Pierre Bérégovoy
Imprimer cette page 2-07-2004 14:10

Discours de politique générale de Pierre Bérégovoy - 8 avril 1992

Autodidacte, ancien employé de la SNCF, Pierre Bérégovoy est l’un des acteurs de la signature du Programme commun de la gauche en 1977. Il occupe des postes majeurs dans les gouvernements socialistes de 1981 à 1991 (ministre des Affaires sociales et de la Solidarité du gouvernement Mauroy jusqu’en juillet 1984, ministre de l’Economie, des Finances et du Budget).
Il arrive à Matignon en 1991 dans un contexte difficile pour la majorité présidentielle. Il ne dispose en outre que d’une année pour convaincre et essayer de changer la donne avant les échéances législatives. Il décide de tenir une politique économique et monétaire rigoureuse.

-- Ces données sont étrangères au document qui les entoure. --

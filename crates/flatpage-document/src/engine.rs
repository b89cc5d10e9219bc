// SPDX-License-Identifier: PMPL-1.0-or-later
// Copyright (c) 2026 Jonathan D.A. Jewell (hyperpolymath) <jonathan.jewell@open.ac.uk>
//
// Detection engine — runs edges → lines → corners → warp on one image,
// records every stage, and hands the flattened page to a text extractor.

use flatpage_core::config::DetectionConfig;
use flatpage_core::error::{FlatpageError, Result};
use flatpage_core::types::{CornerSet, Point, TransformMatrix};
use image::DynamicImage;
use tracing::{debug, info, instrument, warn};

use crate::pipeline::overlay::{draw_corners, draw_lines};
use crate::pipeline::record::{
    CORNERS_STAGE, EDGES_STAGE, LINES_STAGE, PipelineRecord, StageData, WARP_STAGE,
};
use crate::scan::{detect_lines, extract_edges, rectify, select_corners};
use crate::scan::rectify::RectifiedSize;
use crate::text::{NoTextExtractor, TextExtractor};

/// Everything a successful detection run produces.
#[derive(Debug, Clone)]
pub struct DetectionResult {
    /// Words read off the rectified page; empty when extraction failed.
    pub words: Vec<String>,
    pub original: DynamicImage,
    pub rectified: DynamicImage,
    /// Maps source coordinates onto rectified coordinates.
    pub transform: TransformMatrix,
    pub corners: CornerSet,
    pub size: RectifiedSize,
}

impl DetectionResult {
    /// Map a point on the rectified page back into the original image.
    pub fn map_to_source(&self, point: Point) -> Option<Point> {
        self.transform.inverse()?.apply(point)
    }
}

/// Finds a page in a photo, flattens it and extracts its text.
///
/// The engine holds no per-run state; one instance can process any number of
/// images.
#[derive(Debug, Clone)]
pub struct DetectionEngine<E = NoTextExtractor> {
    config: DetectionConfig,
    extractor: E,
}

impl DetectionEngine<NoTextExtractor> {
    /// Engine without text extraction.
    pub fn new(config: DetectionConfig) -> Result<Self> {
        Self::with_extractor(config, NoTextExtractor)
    }
}

impl<E: TextExtractor> DetectionEngine<E> {
    pub fn with_extractor(config: DetectionConfig, extractor: E) -> Result<Self> {
        config.validate()?;
        Ok(Self { config, extractor })
    }

    pub fn config(&self) -> &DetectionConfig {
        &self.config
    }

    pub fn extractor(&self) -> &E {
        &self.extractor
    }

    /// Run the full pipeline and return the result with a fresh record.
    ///
    /// On failure the partial record is dropped; use
    /// [`detect_document_into`](Self::detect_document_into) to keep it.
    pub fn detect_document(&self, image: DynamicImage) -> Result<(DetectionResult, PipelineRecord)> {
        let mut record = PipelineRecord::new();
        let result = self.detect_document_into(image, &mut record)?;
        Ok((result, record))
    }

    /// Run the full pipeline, recording each stage into `record`.
    ///
    /// Stages recorded before a failure stay in `record`.
    #[instrument(skip_all, fields(width = image.width(), height = image.height()))]
    pub fn detect_document_into(
        &self,
        image: DynamicImage,
        record: &mut PipelineRecord,
    ) -> Result<DetectionResult> {
        let (width, height) = (image.width(), image.height());
        info!("Starting document detection");

        let edges = extract_edges(&image, &self.config.edges)?;
        record.record(DynamicImage::ImageLuma8(edges.clone()), EDGES_STAGE);

        let lines = detect_lines(&edges, &self.config.lines);
        debug!(lines = lines.len(), "Lines detected");
        record.record_with(
            DynamicImage::ImageRgb8(draw_lines(&edges, &lines)),
            LINES_STAGE,
            StageData::Lines(lines.clone()),
        );

        let corners = select_corners(&lines, width, height, &self.config.corners).map_err(|err| {
            warn!(reason = %err, "No document found");
            FlatpageError::from(err)
        })?;
        record.record_with(
            DynamicImage::ImageRgb8(draw_corners(&image, &corners)),
            CORNERS_STAGE,
            StageData::Corners(corners.clone()),
        );

        let rectified = rectify(&image, &corners, self.config.aspect_ratio)?;
        record.record(rectified.image.clone(), WARP_STAGE);

        let words = match self.extractor.extract_text(&rectified.image) {
            Ok(words) => words,
            Err(err) => {
                warn!(error = %err, "Text extraction failed; continuing without words");
                Vec::new()
            }
        };

        info!(
            out_w = rectified.size.width,
            out_h = rectified.size.height,
            words = words.len(),
            "Document detected"
        );
        Ok(DetectionResult {
            words,
            original: image,
            rectified: rectified.image,
            transform: rectified.transform,
            corners,
            size: rectified.size,
        })
    }

    /// Only the geometric part: edges, lines and corner selection.
    pub fn locate_corners(&self, image: &DynamicImage) -> Result<CornerSet> {
        let edges = extract_edges(image, &self.config.edges)?;
        let lines = detect_lines(&edges, &self.config.lines);
        Ok(select_corners(
            &lines,
            image.width(),
            image.height(),
            &self.config.corners,
        )?)
    }
}
// SPDX-License-Identifier: PMPL-1.0-or-later
// Copyright (c) 2026 Jonathan D.A. Jewell (hyperpolymath) <jonathan.jewell@open.ac.uk>
//
// Human-readable error messages for apps that show detection failures to the
// person holding the camera.
//
// "No page in this photo" is an expected outcome, not a crash; the severity
// tells the caller whether to ask for a new photo or to report a bug.

use crate::error::FlatpageError;

/// Severity of an error from the user's perspective.
#[derive(Debug, Clone, Copy, PartialEq, Eq)]
pub enum Severity {
    /// The photo did not work; take another one.
    Retake,
    /// Bad input or settings supplied by the calling program.
    Permanent,
    /// Internal-consistency fault that should never happen.
    Internal,
}

/// A human-readable error with plain English message and actionable suggestion.
#[derive(Debug, Clone)]
pub struct HumanError {
    /// Plain English summary (shown as a heading).
    pub message: String,
    /// What the user should try (shown as body text).
    pub suggestion: String,
    /// Severity level (drives icon/colour in UI).
    pub severity: Severity,
}

/// Convert a `FlatpageError` into a `HumanError`.
pub fn humanize_error(err: &FlatpageError) -> HumanError {
    match err {
        FlatpageError::DocumentNotFound(_) => HumanError {
            message: "We couldn't find a page in this photo.".into(),
            suggestion: "Place the page on a plain, darker surface so all four edges are visible, then take the photo again.".into(),
            severity: Severity::Retake,
        },

        FlatpageError::InvalidInput(detail) => HumanError {
            message: "This photo couldn't be read.".into(),
            suggestion: format!("The image appears to be empty or damaged. Try taking the photo again. ({detail})"),
            severity: Severity::Retake,
        },

        FlatpageError::Geometry(detail) => HumanError {
            message: "Something went wrong while straightening the page.".into(),
            suggestion: format!("Please report this problem. ({detail})"),
            severity: Severity::Internal,
        },

        FlatpageError::TextExtraction(_) => HumanError {
            message: "Text recognition didn't work on this page.".into(),
            suggestion: "Try again with better lighting, making sure the text is clear and in focus.".into(),
            severity: Severity::Retake,
        },

        FlatpageError::Config(detail) => HumanError {
            message: "The detection settings are invalid.".into(),
            suggestion: format!("Check the settings file. ({detail})"),
            severity: Severity::Permanent,
        },

        FlatpageError::Io(io_err) => {
            if io_err.kind() == std::io::ErrorKind::NotFound {
                HumanError {
                    message: "The settings file couldn't be found.".into(),
                    suggestion: "It may have been moved or deleted. Check the path and try again.".into(),
                    severity: Severity::Permanent,
                }
            } else {
                HumanError {
                    message: "There was a problem reading a file.".into(),
                    suggestion: "Try again. If this keeps happening, check the file permissions.".into(),
                    severity: Severity::Permanent,
                }
            }
        }

        FlatpageError::Serialization(_) => HumanError {
            message: "The settings file isn't valid.".into(),
            suggestion: "Check that the settings file is well-formed JSON.".into(),
            severity: Severity::Permanent,
        },
    }
}

#[cfg(test)]
mod tests {
    use super::*;

    #[test]
    fn document_not_found_asks_for_retake() {
        let err = FlatpageError::DocumentNotFound("only 1 vertical line".into());
        let human = humanize_error(&err);
        assert_eq!(human.severity, Severity::Retake);
    }

    #[test]
    fn geometry_is_internal() {
        let human = humanize_error(&FlatpageError::Geometry("singular transform".into()));
        assert_eq!(human.severity, Severity::Internal);
        assert!(human.suggestion.contains("singular transform"));
    }

    #[test]
    fn missing_settings_file_is_permanent() {
        let err = FlatpageError::Io(std::io::Error::new(std::io::ErrorKind::NotFound, "gone"));
        let human = humanize_error(&err);
        assert_eq!(human.severity, Severity::Permanent);
        assert!(human.message.contains("couldn't be found"));
    }
}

Pierre Bérégovoy présente son gouvernement devant l’Assemblée nationale moins d’un an avant le renouvellement des députés. "C’est court mais c’est assez pour décider, expliquer, convaincre" déclare-t-il devant les parlementaires le 8 avril 1992. En effet, il arrive à Matignon à la suite d’une défaite électorale, aux élections cantonales et régionales : "Les élections régionales et cantonales ont été un échec pour le parti socialiste".

Pour Pierre Bérégovoy, le prochain scrutin de l’année suivante n’est pourtant pas une obsession. Il précise que son objectif est de restaurer la confiance et à renouer avec l’espérance, par l’action. Son gouvernement travaillera "pour la France et les Français".

Dans un contexte économique difficile, le Premier ministre fait le choix de la rigueur. Mais il rappelle qu’il "ne faut pas confondre rigueur économique et rigueur sociale". Si la rigueur en économie est une exigence de bonne gestion, la justice sociale est au centre des préoccupations du gouvernement. Il n’y a pas de remèdes miracles, mais il y a "la lucidité, le calme et la persévérance".

Enfin, à moins de six mois du referendum pour la ratification de traité de Maastricht, Pierre Bérégovoy rappelle que l’Europe est la priorité du président Mitterrand, et un facteur essentiel de paix et de progrès. Il veut "faire l’Europe sans défaire la France".

En mars 1993, lors des élections législatives, la droite remporte une large victoire : face à une Assemblée qui lui est désormais hostile, Pierre Bérégovoy présente sa démission au président de la République qui nommera Edouard Balladur pour lui succéder.